Tra le varie masterclass e i soliti convegni sullo stato della fiction italiana, un incontro interessante è stato probabilmente quello sulla crossmedialità, che però ho potuto seguire solo nella parte finale durante la presentazione del progetto documentaristico Giallo a Milano.
Giallo a Milano nasce come un viaggio nella Chinatown del capoluogo lombardo, attraverso i volti, le vite e le storie raccontate in prima persona da chi, in quella parte di città ha portato i propri sogni, ideali, paure e le innumerevoli difficoltà di integrazione che a volte esplodono in quegli scontri che contribuiscono a colorare l’immagine distorta regalata dalla disinformazione mediatica.
Giallo a Milano è uno sguardo schietto di un regista italiano, Sergio Basso, che parla la lingua dei suoi interlocutori e che è in grado di restituire la complessità di un universo enigmatico e dalle mille sfaccettature non solo attraverso il racconto filmico, ma anche attraverso l’integrazione della drammaturgia innovativa di una piattaforma crossmediale ospitata dal Corriere della Sera.
Una sorta di diario di bordo dalla struttura aperta, costruito in motion graphic, grafica 2D e 3D, integrato al montato originale in cui l’utente può viaggiare liberamente seguendo il proprio percorso lungo approfondimenti su temi, location, materiali d’archivio e personaggi scomodi come il collaboratore di giustizia, tradotto in animazione per esigenze di tutela dell’identità, che racconta dal di dentro la criminalità organizzata.
La piattaforma a mio avviso andrebbe affinata in alcuni aspetti relativi alla navigabilità: alcuni passaggi sono poco intuitivi (come ad esempio il ritorno alla Home) e spesso, cliccando sulle nuovle dei contenuti, si apre una pop up che copre il video.

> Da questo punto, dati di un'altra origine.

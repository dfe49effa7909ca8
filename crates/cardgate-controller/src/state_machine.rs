//! Access cycle state machine.
//!
//! Tracks where the controller is inside one card cycle and rejects any
//! transition the cycle does not allow. Every accepted transition is kept in
//! a bounded history for diagnostics.
//!
//! # States
//!
//! - `Idle`: polling the reader, draining modem output
//! - `Reading`: UID captured, in-progress indicator shown
//! - `Deciding`: classifying the card
//! - `Granting`: success melody, relay hold, notification
//! - `Denying`: failure melody
//! - `Cooldown`: outcome held on screen
//!
//! # Valid Transitions
//!
//! - Idle → Reading → Deciding → Granting/Denying
//! - Granting → Cooldown → Idle
//! - Denying → Cooldown → Idle
//!
//! # Examples
//!
//! ```
//! use cardgate_controller::{ControllerState, StateMachine};
//!
//! let mut machine = StateMachine::new();
//! machine.transition_to(ControllerState::Reading).unwrap();
//! assert_eq!(machine.current_state(), ControllerState::Reading);
//!
//! assert!(machine.transition_to(ControllerState::Cooldown).is_err());
//! ```

use std::collections::VecDeque;
use std::fmt;
use std::time::Duration;

use serde::{Deserialize, Serialize};
use tokio::time::Instant;

use cardgate_core::{Error, Result};

/// Maximum number of transitions kept in history.
const MAX_HISTORY_SIZE: usize = 100;

/// Where the controller is in the card cycle.
#[derive(Debug, Clone, Copy, PartialEq, Eq, Hash, Default, Serialize, Deserialize)]
#[serde(rename_all = "snake_case")]
pub enum ControllerState {
    #[default]
    Idle,
    Reading,
    Deciding,
    Granting,
    Denying,
    Cooldown,
}

impl fmt::Display for ControllerState {
    fn fmt(&self, f: &mut fmt::Formatter<'_>) -> fmt::Result {
        let state_str = match self {
            ControllerState::Idle => "Idle",
            ControllerState::Reading => "Reading",
            ControllerState::Deciding => "Deciding",
            ControllerState::Granting => "Granting",
            ControllerState::Denying => "Denying",
            ControllerState::Cooldown => "Cooldown",
        };
        f.write_str(state_str)
    }
}

impl ControllerState {
    /// Check if transition to target state is valid.
    pub fn can_transition_to(&self, target: &ControllerState) -> bool {
        matches!(
            (self, target),
            (ControllerState::Idle, ControllerState::Reading)
                | (ControllerState::Reading, ControllerState::Deciding)
                | (
                    ControllerState::Deciding,
                    ControllerState::Granting | ControllerState::Denying
                )
                | (
                    ControllerState::Granting | ControllerState::Denying,
                    ControllerState::Cooldown
                )
                | (ControllerState::Cooldown, ControllerState::Idle)
        )
    }
}

/// A recorded state transition.
#[derive(Debug, Clone, PartialEq, Eq)]
pub struct StateTransition {
    pub from: ControllerState,
    pub to: ControllerState,
    pub timestamp: Instant,
}

impl StateTransition {
    pub fn new(from: ControllerState, to: ControllerState) -> Self {
        Self {
            from,
            to,
            timestamp: Instant::now(),
        }
    }

    /// Time since the transition occurred.
    pub fn elapsed(&self) -> Duration {
        self.timestamp.elapsed()
    }
}

/// Validating state machine with bounded history.
#[derive(Debug)]
pub struct StateMachine {
    current_state: ControllerState,
    state_entered_at: Instant,
    history: VecDeque<StateTransition>,
}

impl StateMachine {
    pub fn new() -> Self {
        Self {
            current_state: ControllerState::Idle,
            state_entered_at: Instant::now(),
            history: VecDeque::with_capacity(MAX_HISTORY_SIZE),
        }
    }

    pub fn current_state(&self) -> ControllerState {
        self.current_state
    }

    pub fn time_in_current_state(&self) -> Duration {
        self.state_entered_at.elapsed()
    }

    /// Transition history, oldest first.
    pub fn history(&self) -> &VecDeque<StateTransition> {
        &self.history
    }

    /// Move to `new_state` if the cycle allows it.
    ///
    /// # Errors
    ///
    /// Returns `Error::InvalidStateTransition` and leaves the state
    /// unchanged when the transition is not allowed.
    pub fn transition_to(&mut self, new_state: ControllerState) -> Result<StateTransition> {
        if !self.current_state.can_transition_to(&new_state) {
            return Err(Error::InvalidStateTransition {
                from: self.current_state.to_string(),
                to: new_state.to_string(),
            });
        }

        let transition = StateTransition::new(self.current_state, new_state);
        self.perform_state_change(new_state, transition.clone());
        Ok(transition)
    }

    /// Force the machine back to Idle, recording the jump.
    pub fn reset(&mut self) -> StateTransition {
        let transition = StateTransition::new(self.current_state, ControllerState::Idle);
        self.perform_state_change(ControllerState::Idle, transition.clone());
        transition
    }

    fn perform_state_change(&mut self, new_state: ControllerState, transition: StateTransition) {
        self.current_state = new_state;
        self.state_entered_at = transition.timestamp;

        self.history.push_back(transition);
        if self.history.len() > MAX_HISTORY_SIZE {
            self.history.pop_front();
        }
    }
}

impl Default for StateMachine {
    fn default() -> Self {
        Self::new()
    }
}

Inoltre (ma mi rendo conto che è la condizione della sua sopravvivenza) la pubblicità all’inizio di ogni videoracconto è fastidiosissima perché rallenta troppo la navigazione da una storia all’altra, spezzando l’enfasi emotiva della narrazione.
Tuttavia Giallo a Milano è un esempio interessante da sponsorizzare perché è la dimostrazione tangibile della possibilità di un’evoluzione sincrona e congiunta tra i vecchi e i nuovi linguaggi della narrazione audiovisiva.
Era passato al TFF lo scorso anno ma l’avevo messo in seconda fascia… insomma mi intrigava ma alla fine non l’ho visto!